La represión: sombra que no se anuncia
La represión no es una decisión, es una obra silenciosa que el alma monta para no desbordarse. No se “elige” reprimir; la represión sucede cuando la vida nos presenta algo que nuestro yo no puede soportar y, para sobrevivir, lo apaga. Es un gesto antiguo: la mente, como un guardián cansado, empuja al sótano aquello que hace temblar los cimientos.
Piensa en María, que de niña sufrió burlas y golpes. Cuando llega la adolescencia, ciertos ruidos, olores o frases la paralizan; intenta no pensar. A los veinte años se repite: “No quiero volver a eso”. Con el tiempo deja de sentir la emoción; no porque el dolor haya desaparecido, sino porque la puerta se cerró. Cuando, veinte años después, alguien menciona la infancia, María siente un vacío: no encuentra las imágenes, sólo un frío amable que la protege. Eso es represión: algo que fue vivo y se convirtió en silencio.
¿Por qué la mente reprime? Porque el dolor puede ser injertado en identidad. Si recordar equivale a dañarse —porque el recuerdo amenaza la imagen que tengo de mí o de quienes me cuidaron— el psiquismo reconoce un cálculo elemental: preservar la continuidad aunque sea a costa de la verdad completa. Reprimir es una forma de economía psíquica; protege, pero cobra su precio en forma de síntomas, repeticiones y decisiones inconscientes.
La represión no vive sola. Se alimenta de la supresión —esa elección consciente de no pensar— y de la negación social que rodea muchos dolores (nostalgia, violencia, vergüenza). Cuando repetimos la supresión —“no pienso en eso”— con disciplina, damos tiempo para que la represión se instale: la represión toma lo que la voluntad dejó sin atención y lo hace inaccesible.
El problema no es solo ético o moral; es práctico. Lo reprimido actúa como un motor en la sombra. Una persona que no recuerda un abandono puede desarrollar una sospecha crónica: se retira antes de que el otro la deje, sabotea vínculos, elige parejas que confirman su expectativa de rechazo.
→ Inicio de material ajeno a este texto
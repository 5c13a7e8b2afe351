//! Signature manifest
//!
//! JSON sidecar carrying everything a verifier needs besides the audio and
//! the public key: protocol version, segmentation parameters, and the
//! base64 signatures in segment order.

use std::fs;
use std::path::Path;

use chrono::{DateTime, Utc};
use serde::{Deserialize, Serialize};
use uuid::Uuid;

use crate::crypto::Signature;
use crate::dsp::FEATURE_PROTOCOL_VERSION;
use crate::engine::Waveform;
use crate::error::{MelsealError, Result};
use crate::pipeline::config::PipelineConfig;
use crate::pipeline::segment::segment_count;
use crate::pipeline::sign::SignedAudio;

/// Serializable record of one signing session
#[derive(Debug, Clone, PartialEq, Serialize, Deserialize)]
pub struct SignatureManifest {
    /// Feature transform and encoding version
    pub protocol_version: u32,
    /// Signing session these signatures belong to
    pub session_id: Uuid,
    /// When the audio was signed
    pub created_at: DateTime<Utc>,
    /// SHA-256 fingerprint of the signing public key
    pub key_fingerprint: String,
    /// Sample rate the audio was signed at
    pub sample_rate: u32,
    /// Segment duration used for signing
    pub segment_duration_secs: f64,
    /// Samples per full segment
    pub segment_length: usize,
    /// Total samples in the signed waveform
    pub num_samples: usize,
    /// Base64 signatures, one per segment
    pub signatures: Vec<String>,
}

impl SignatureManifest {
    /// Build a manifest for `signed`
    pub fn new(signed: &SignedAudio, config: &PipelineConfig, key_fingerprint: &str) -> Self {
        Self {
            protocol_version: FEATURE_PROTOCOL_VERSION,
            session_id: signed.session_id,
            created_at: Utc::now(),
            key_fingerprint: key_fingerprint.to_string(),
            sample_rate: signed.waveform.sample_rate(),
            segment_duration_secs: config.segment_duration_secs,
            segment_length: signed.segment_length,
            num_samples: signed.waveform.len(),
            signatures: signed.signatures.iter().map(Signature::to_base64).collect(),
        }
    }

    /// Serialize to pretty JSON
    pub fn to_json(&self) -> Result<String> {
        Ok(serde_json::to_string_pretty(self)?)
    }

    /// Parse JSON, rejecting unknown protocol versions and inconsistent fields
    pub fn from_json(text: &str) -> Result<Self> {
        let manifest: Self = serde_json::from_str(text)?;
        manifest.validate()?;
        Ok(manifest)
    }

    /// Check the manifest against itself
    ///
    /// # Errors
    /// * `UnsupportedProtocolVersion` - If written by another feature protocol
    /// * `InvalidManifest` - If `segment_length` does not follow from the
    ///   duration and rate, or the signature count does not cover `num_samples`
    pub fn validate(&self) -> Result<()> {
        if self.protocol_version != FEATURE_PROTOCOL_VERSION {
            return Err(MelsealError::UnsupportedProtocolVersion {
                version: self.protocol_version,
                supported: FEATURE_PROTOCOL_VERSION,
            });
        }

        let expected_length = PipelineConfig::with_segment_duration(self.segment_duration_secs)
            .segment_length(self.sample_rate)?;
        if self.segment_length != expected_length {
            return Err(MelsealError::InvalidManifest {
                reason: format!(
                    "segment_length {} but {}s at {} Hz gives {}",
                    self.segment_length,
                    self.segment_duration_secs,
                    self.sample_rate,
                    expected_length
                ),
            });
        }

        let expected_count = segment_count(self.num_samples, self.segment_length);
        if self.signatures.len() != expected_count {
            return Err(MelsealError::InvalidManifest {
                reason: format!(
                    "{} signatures for {} samples in segments of {}",
                    self.signatures.len(),
                    self.num_samples,
                    self.segment_length
                ),
            });
        }
        Ok(())
    }

    pub fn write(&self, path: &Path) -> Result<()> {
        fs::write(path, self.to_json()?)?;
        Ok(())
    }

    pub fn read(path: &Path) -> Result<Self> {
        Self::from_json(&fs::read_to_string(path)?)
    }

    /// Decode the signatures
    pub fn signatures(&self) -> Result<Vec<Signature>> {
        self.signatures
            .iter()
            .enumerate()
            .map(|(index, encoded)| {
                Signature::from_base64(encoded)
                    .map_err(|source| MelsealError::InvalidSignatureEncoding { index, source })
            })
            .collect()
    }

    /// Pipeline config that segments audio the way the signer did
    pub fn pipeline_config(&self, base: &PipelineConfig) -> PipelineConfig {
        PipelineConfig {
            segment_duration_secs: self.segment_duration_secs,
            ..base.clone()
        }
    }

    /// Check that `waveform` and `config` line up with this manifest
    ///
    /// Segmentation is compared by segment length in samples, so durations
    /// that floor to the same length are compatible.
    ///
    /// # Errors
    /// * `ManifestMismatch` - On a differing sample rate, segment length,
    ///   or sample count
    pub fn check_compatible(&self, waveform: &Waveform, config: &PipelineConfig) -> Result<()> {
        if waveform.sample_rate() != self.sample_rate {
            return Err(MelsealError::ManifestMismatch {
                reason: format!(
                    "sample rate {} Hz, manifest was signed at {} Hz",
                    waveform.sample_rate(),
                    self.sample_rate
                ),
            });
        }
        let segment_length = config.segment_length(self.sample_rate)?;
        if segment_length != self.segment_length {
            return Err(MelsealError::ManifestMismatch {
                reason: format!(
                    "segment duration {}s gives {} samples, manifest uses {} ({}s)",
                    config.segment_duration_secs,
                    segment_length,
                    self.segment_length,
                    self.segment_duration_secs
                ),
            });
        }
        if waveform.len() != self.num_samples {
            return Err(MelsealError::ManifestMismatch {
                reason: format!(
                    "{} samples, manifest covers {}",
                    waveform.len(),
                    self.num_samples
                ),
            });
        }
        Ok(())
    }
}
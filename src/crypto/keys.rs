//! RSA key pair for one signing session
//!
//! Private keys live only in memory and are never serialized. The public
//! half can be exported as SPKI PEM for verification in another process.

use rand::{CryptoRng, RngCore};
use rsa::pkcs8::{DecodePublicKey, EncodePublicKey, LineEnding};
use rsa::traits::PublicKeyParts;
use rsa::{RsaPrivateKey, RsaPublicKey};
use sha2::{Digest, Sha256};

use crate::error::{MelsealError, Result};

/// Modulus size used for session keys
pub const DEFAULT_KEY_BITS: usize = 2048;

/// Smallest modulus accepted (tests and benchmarks only)
pub const MIN_KEY_BITS: usize = 1024;

/// RSA private/public key pair
#[derive(Clone)]
pub struct KeyPair {
    private: RsaPrivateKey,
    public: RsaPublicKey,
}

impl KeyPair {
    /// Generate a 2048-bit key pair from the thread-local CSPRNG
    pub fn generate() -> Result<Self> {
        Self::generate_with_bits(DEFAULT_KEY_BITS)
    }

    /// Generate a key pair with a custom modulus size
    pub fn generate_with_bits(bits: usize) -> Result<Self> {
        Self::generate_with_rng(&mut rand::thread_rng(), bits)
    }

    /// Generate a key pair from the given CSPRNG
    ///
    /// # Errors
    /// * `InvalidKeySize` - If `bits` is below [`MIN_KEY_BITS`]
    /// * `KeyGeneration` - If prime generation fails
    pub fn generate_with_rng<R: CryptoRng + RngCore>(rng: &mut R, bits: usize) -> Result<Self> {
        if bits < MIN_KEY_BITS {
            return Err(MelsealError::InvalidKeySize {
                bits,
                minimum: MIN_KEY_BITS,
            });
        }

        let private = RsaPrivateKey::new(rng, bits).map_err(|e| MelsealError::KeyGeneration {
            reason: format!("{}-bit RSA generation failed", bits),
            source: Some(e),
        })?;
        Self::from_private_key(private)
    }

    /// Wrap an existing private key
    pub fn from_private_key(private: RsaPrivateKey) -> Result<Self> {
        private.validate().map_err(|e| MelsealError::KeyGeneration {
            reason: "private key failed validation".to_string(),
            source: Some(e),
        })?;

        let bits = private.n().bits();
        if bits < MIN_KEY_BITS {
            return Err(MelsealError::InvalidKeySize {
                bits,
                minimum: MIN_KEY_BITS,
            });
        }

        let public = private.to_public_key();
        Ok(Self { private, public })
    }

    /// The distributable half
    pub fn public_key(&self) -> &RsaPublicKey {
        &self.public
    }

    pub(crate) fn private_key(&self) -> &RsaPrivateKey {
        &self.private
    }

    /// Modulus size in bits
    pub fn modulus_bits(&self) -> usize {
        self.public.n().bits()
    }

    /// SHA-256 over the big-endian modulus and exponent, hex encoded
    pub fn fingerprint(&self) -> String {
        public_key_fingerprint(&self.public)
    }

    /// The public half as SPKI PEM
    pub fn public_key_pem(&self) -> Result<String> {
        public_key_to_pem(&self.public)
    }
}

impl std::fmt::Debug for KeyPair {
    fn fmt(&self, f: &mut std::fmt::Formatter<'_>) -> std::fmt::Result {
        f.debug_struct("KeyPair")
            .field("bits", &self.modulus_bits())
            .field("fingerprint", &self.fingerprint())
            .finish_non_exhaustive()
    }
}

/// Fingerprint of a public key, stable across processes
pub fn public_key_fingerprint(key: &RsaPublicKey) -> String {
    let mut hasher = Sha256::new();
    hasher.update(key.n().to_bytes_be());
    hasher.update(key.e().to_bytes_be());
    format!("{:x}", hasher.finalize())
}

/// Encode a public key as SPKI PEM (`-----BEGIN PUBLIC KEY-----`)
pub fn public_key_to_pem(key: &RsaPublicKey) -> Result<String> {
    key.to_public_key_pem(LineEnding::LF).map_err(|e| MelsealError::PublicKey {
        reason: e.to_string(),
    })
}

/// Decode an SPKI PEM public key
///
/// # Errors
/// * `PublicKey` - If the PEM is not an RSA SubjectPublicKeyInfo
pub fn public_key_from_pem(pem: &str) -> Result<RsaPublicKey> {
    RsaPublicKey::from_public_key_pem(pem.trim()).map_err(|e| MelsealError::PublicKey {
        reason: e.to_string(),
    })
}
Lo reprimido se convierte en guion: una dramaturgia inconsciente que produce el mismo final que la herida original.
¿Cómo reconocer la represión? Por sus huellas: sueños vagos que rehúyen detalles; reacciones desproporcionadas ante situaciones que, en apariencia, son pequeñas; vacíos de memoria sobre periodos concretos; síntomas corporales inexplicables (dolor, insomnio, tensión). Y, sobre todo, por la sensación de “no entender por qué hago esto”. Esa ignorancia no es inocente: es producto de lo que no se permite aparecer.
La buena noticia es que lo reprimido puede volver a la luz sin destruirnos. No se trata de “abrir la caja” a la fuerza —esa es una invitación a la revictimización— sino de preparar suelo seguro: estabilizar las emociones, aprender a regular el cuerpo, permitir pequeñas aperturas y poner palabras donde había silencio. El proceso es gradual: primero la observación —notar la emoción sin fusilarla—, luego la narración —poner en lenguaje lo que era mudo— y, finalmente, la integración —reubicar el recuerdo en la biografía sin que mande la vida presente.
Un gesto simple que suele funcionar es el siguiente: cuando una sensación intensa surge, nombrarla con precisión: “Siento temor en el pecho”; esperar la respiración; dejar que la sensación varíe. No es una técnica milagrosa, pero permite que lo reprimido toque la superficie y no explote como un volcán. Con acompañamiento profesional, esas pequeñas ventanas van agrandándose hasta que la historia del recuerdo deja de gobernarnos en automático.
La represión, en suma, es la sombra que la mente produce para que podamos seguir. Es un artificio protector que, con tiempo, nos demanda ser vistos. Curar la represión no es borrar la sombra; es devolverle forma, palabra y lugar. Es transformar una amenaza muda en un capítulo del pasado que puede contarse sin que la vida se rompa.